I cannot help but wonder, however, if such sentiments are still relevant in light of recent developments.

There is, firstly, a general feeling of scepticism with regards to the role Talent Corp is meant to play in scholar management. There are many who believe that no difference has, and will, be made.

It is true that it may be far too early to tell if Talent Corp is going to make a significant change in the way things work around here, but given the fact that it is still a relatively young organisation (having just established itself this year) and that there would naturally be teething issues to deal with, it is equally plausible that we may be judging too harshly, too soon.

To a certain extent, I cannot quite blame people for having their doubts — where government policies are concerned, Malaysians in general are a sceptical bunch, and would rather see some results before believing. The mantra “seeing is believing” is a completely acceptable one, but surely withholding judgment for now would not be too much to ask for.

Reading Ern Sheong’s article, it appears to me that the scholars in the United States might have yet to hear from Talent Corp, which may rightly explain the author’s question of whether things have really changed.

But I do know for a fact that Talent Corp officers have been in close correspondence with the scholars in the UK — these plans of enforcing the bond are no longer just plans, they are now being put into motion. I cannot vouch for Talent Corp and what it is planning to do in the near future, but perhaps given a little more time, it will move on to scholars in other countries, the United States included. The point is things have already started to move, and progress is looking encouraging.

Ern Sheong’s suggestion of broadening the scope of placements for scholars to include jobs outside the government sector is a very good one. If JPA cannot provide a job that will make adequate use of the skills a particular scholar has by virtue of his field of training, it should allow the bond to be served by working in other companies — the key is to ensure that the scholars remain in Malaysia, even if they are not actively working for the government.

Needless to say, this is clearly a win-win situation.
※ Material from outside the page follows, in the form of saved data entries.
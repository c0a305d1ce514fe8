//! Authorization data models: ranked permission actions, grants, and the
//! resource names the API protects.

use serde::{Deserialize, Serialize};
use std::cmp::Ordering;
use std::fmt;
use std::str::FromStr;
use thiserror::Error;
use tracing::warn;

// ═══════════════════════════════════════════════════════════════════════════════
// Resources
// ═══════════════════════════════════════════════════════════════════════════════

/// Resource names recognised by the GraphQL guards.
///
/// Grants may name any resource string; only these four are ever checked.
pub mod resources {
    pub const USER: &str = "USER";
    pub const ROUTINE: &str = "ROUTINE";
    pub const EXERCISE: &str = "EXERCISE";
    pub const SESSION: &str = "SESSION";

    /// Every resource a guard can ask about.
    pub const ALL: [&str; 4] = [USER, ROUTINE, EXERCISE, SESSION];
}

// ═══════════════════════════════════════════════════════════════════════════════
// Errors
// ═══════════════════════════════════════════════════════════════════════════════

/// Raised when an action string is not one of the five ranked actions.
#[derive(Debug, Clone, PartialEq, Eq, Error)]
#[error("unknown permission action: {0:?}")]
pub struct UnknownPermissionAction(pub String);

/// Errors from parsing a `resource:ACTION` grant string.
#[derive(Debug, Clone, PartialEq, Eq, Error)]
pub enum GrantParseError {
    #[error("grant {0:?} is missing the ':' separator")]
    MissingSeparator(String),

    #[error("grant {0:?} has an empty resource name")]
    EmptyResource(String),

    #[error(transparent)]
    UnknownAction(#[from] UnknownPermissionAction),
}

// ═══════════════════════════════════════════════════════════════════════════════
// Permission Action
// ═══════════════════════════════════════════════════════════════════════════════

/// A ranked permission level.
///
/// Holding an action implies every action of equal or lower rank:
/// `View(1) < Edit(2) < Create(3) < Delete(4) < Manage(5)`.
#[derive(Debug, Clone, Copy, PartialEq, Eq, Hash, Serialize, Deserialize)]
#[serde(rename_all = "SCREAMING_SNAKE_CASE")]
pub enum PermissionAction {
    View,
    Edit,
    Create,
    Delete,
    Manage,
}

impl PermissionAction {
    /// All actions in ascending rank order.
    pub const ALL: [PermissionAction; 5] = [
        Self::View,
        Self::Edit,
        Self::Create,
        Self::Delete,
        Self::Manage,
    ];

    /// Numeric rank used for comparisons. Ranks are unique and contiguous.
    pub const fn rank(self) -> u8 {
        match self {
            Self::View => 1,
            Self::Edit => 2,
            Self::Create => 3,
            Self::Delete => 4,
            Self::Manage => 5,
        }
    }

    /// Wire name of the action.
    pub const fn as_str(self) -> &'static str {
        match self {
            Self::View => "VIEW",
            Self::Edit => "EDIT",
            Self::Create => "CREATE",
            Self::Delete => "DELETE",
            Self::Manage => "MANAGE",
        }
    }

    /// Whether holding `self` is enough to perform `required`.
    pub const fn satisfies(self, required: PermissionAction) -> bool {
        self.rank() >= required.rank()
    }
}

impl PartialOrd for PermissionAction {
    fn partial_cmp(&self, other: &Self) -> Option<Ordering> {
        Some(self.cmp(other))
    }
}

impl Ord for PermissionAction {
    fn cmp(&self, other: &Self) -> Ordering {
        self.rank().cmp(&other.rank())
    }
}

impl fmt::Display for PermissionAction {
    fn fmt(&self, f: &mut fmt::Formatter<'_>) -> fmt::Result {
        f.write_str(self.as_str())
    }
}

impl FromStr for PermissionAction {
    type Err = UnknownPermissionAction;

    fn from_str(s: &str) -> Result<Self, Self::Err> {
        Self::ALL
            .into_iter()
            .find(|action| action.as_str() == s)
            .ok_or_else(|| UnknownPermissionAction(s.to_string()))
    }
}

// ═══════════════════════════════════════════════════════════════════════════════
// Permission Grant
// ═══════════════════════════════════════════════════════════════════════════════

/// One grant held by a principal: an action on a named resource.
///
/// Serialized as `"RESOURCE:ACTION"`, e.g. `"ROUTINE:EDIT"`.
#[derive(Debug, Clone, PartialEq, Eq, Hash, Serialize, Deserialize)]
#[serde(try_from = "String", into = "String")]
pub struct PermissionGrant {
    pub resource: String,
    pub action: PermissionAction,
}

impl PermissionGrant {
    pub fn new(resource: impl Into<String>, action: PermissionAction) -> Self {
        Self {
            resource: resource.into(),
            action,
        }
    }

    /// Parse a single `resource:ACTION` string.
    pub fn parse(raw: &str) -> Result<Self, GrantParseError> {
        let (resource, action) = raw
            .rsplit_once(':')
            .ok_or_else(|| GrantParseError::MissingSeparator(raw.to_string()))?;

        let resource = resource.trim();
        if resource.is_empty() {
            return Err(GrantParseError::EmptyResource(raw.to_string()));
        }

        Ok(Self::new(resource, action.trim().parse()?))
    }

    /// Parse grants carried by an upstream credential.
    ///
    /// Fails closed: if any entry is malformed the whole set is dropped and
    /// the principal ends up with no grants at all.
    pub fn parse_all<I, S>(raw: I) -> Vec<Self>
    where
        I: IntoIterator<Item = S>,
        S: AsRef<str>,
    {
        let parsed: Result<Vec<_>, _> = raw.into_iter().map(|s| Self::parse(s.as_ref())).collect();
        match parsed {
            Ok(grants) => grants,
            Err(e) => {
                warn!(error = %e, "Discarding malformed permission grants");
                Vec::new()
            }
        }
    }
}

impl fmt::Display for PermissionGrant {
    fn fmt(&self, f: &mut fmt::Formatter<'_>) -> fmt::Result {
        write!(f, "{}:{}", self.resource, self.action)
    }
}

impl FromStr for PermissionGrant {
    type Err = GrantParseError;

    fn from_str(s: &str) -> Result<Self, Self::Err> {
        Self::parse(s)
    }
}

impl TryFrom<String> for PermissionGrant {
    type Error = GrantParseError;

    fn try_from(value: String) -> Result<Self, Self::Error> {
        Self::parse(&value)
    }
}

impl From<PermissionGrant> for String {
    fn from(grant: PermissionGrant) -> Self {
        grant.to_string()
    }
}

// ═══════════════════════════════════════════════════════════════════════════════
// Tests
// ═══════════════════════════════════════════════════════════════════════════════

#[cfg(test)]
mod tests {
    use super::*;

    #[test]
    fn test_ranks_are_contiguous() {
        let ranks: Vec<u8> = PermissionAction::ALL.iter().map(|a| a.rank()).collect();
        assert_eq!(ranks, vec![1, 2, 3, 4, 5]);
    }

    #[test]
    fn test_ordering_follows_rank() {
        assert!(PermissionAction::View < PermissionAction::Edit);
        assert!(PermissionAction::Edit < PermissionAction::Create);
        assert!(PermissionAction::Create < PermissionAction::Delete);
        assert!(PermissionAction::Delete < PermissionAction::Manage);
        assert_eq!(
            PermissionAction::ALL.iter().max(),
            Some(&PermissionAction::Manage)
        );
    }

    #[test]
    fn test_satisfies_is_monotonic() {
        for held in PermissionAction::ALL {
            for required in PermissionAction::ALL {
                assert_eq!(held.satisfies(required), held.rank() >= required.rank());
            }
        }
        assert!(PermissionAction::Create.satisfies(PermissionAction::Edit));
        assert!(!PermissionAction::Edit.satisfies(PermissionAction::Create));
    }

    #[test]
    fn test_action_from_str() {
        assert_eq!("MANAGE".parse::<PermissionAction>(), Ok(PermissionAction::Manage));
        assert_eq!("VIEW".parse::<PermissionAction>(), Ok(PermissionAction::View));
        assert!("ADMIN".parse::<PermissionAction>().is_err());
        assert!("view".parse::<PermissionAction>().is_err());
    }

    #[test]
    fn test_action_serde_uses_wire_names() {
        let json = serde_json::to_string(&PermissionAction::Delete).unwrap();
        assert_eq!(json, "\"DELETE\"");
        let back: PermissionAction = serde_json::from_str("\"EDIT\"").unwrap();
        assert_eq!(back, PermissionAction::Edit);
    }

    #[test]
    fn test_grant_parse() {
        let grant = PermissionGrant::parse("ROUTINE:EDIT").unwrap();
        assert_eq!(grant.resource, "ROUTINE");
        assert_eq!(grant.action, PermissionAction::Edit);
        assert_eq!(grant.to_string(), "ROUTINE:EDIT");
    }

    #[test]
    fn test_grant_parse_errors() {
        assert!(matches!(
            PermissionGrant::parse("ROUTINE"),
            Err(GrantParseError::MissingSeparator(_))
        ));
        assert!(matches!(
            PermissionGrant::parse(":VIEW"),
            Err(GrantParseError::EmptyResource(_))
        ));
        assert!(matches!(
            PermissionGrant::parse("ROUTINE:OWN"),
            Err(GrantParseError::UnknownAction(_))
        ));
    }

    #[test]
    fn test_parse_all_fails_closed() {
        let good = PermissionGrant::parse_all(["USER:VIEW", "SESSION:CREATE"]);
        assert_eq!(good.len(), 2);

        let bad = PermissionGrant::parse_all(["USER:VIEW", "SESSION:EVERYTHING"]);
        assert!(bad.is_empty());
    }

    #[test]
    fn test_grant_deserializes_from_string() {
        let grants: Vec<PermissionGrant> =
            serde_json::from_str(r#"["USER:MANAGE", "EXERCISE:VIEW"]"#).unwrap();
        assert_eq!(grants[0], PermissionGrant::new("USER", PermissionAction::Manage));
        assert_eq!(grants[1], PermissionGrant::new("EXERCISE", PermissionAction::View));

        let err = serde_json::from_str::<Vec<PermissionGrant>>(r#"["USER:ROOT"]"#);
        assert!(err.is_err());
    }
}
The government has no use for some of these scholars, but it is in its best interest to ensure that the scholars remain in the country. The scholars, on the other hand, will enjoy wider freedom in the sort of jobs they can do, and not end up stranded working the much-dreaded administrative jobs.

This is exactly what Talent Corp is trying to do — it has been actively working together with the scholars [at least in the UK] and encouraging them to obtain placements in government-linked companies, where their skills and talents can be better harnessed. Whether this will be extended to include companies in the private sector remains to be seen, but I argue that this will be a big step in the right direction, if taken.

All in all, from what has been happening so far, we are certainly pushing the right buttons in changing the way we manage our scholars. It is not much at the moment, but it is definitely a fine start.

Yes, it is true that Malaysia has a long way to go in tackling the brain-drain issue, but hey, hitting what seems to be rock bottom on the progress scale means that there is only one direction we could possibly head — upwards. The pragmatic mantra of “seeing is believing” clearly still applies, but what I have seen so far seems to be encouraging enough for me to believe in the direction we are heading.

Yizhen is a final-year law student at the University of Oxford. She writes for the CEKU column in The Malaysian Insider. This article was published in The Malaysian Insider on 17th May 2011.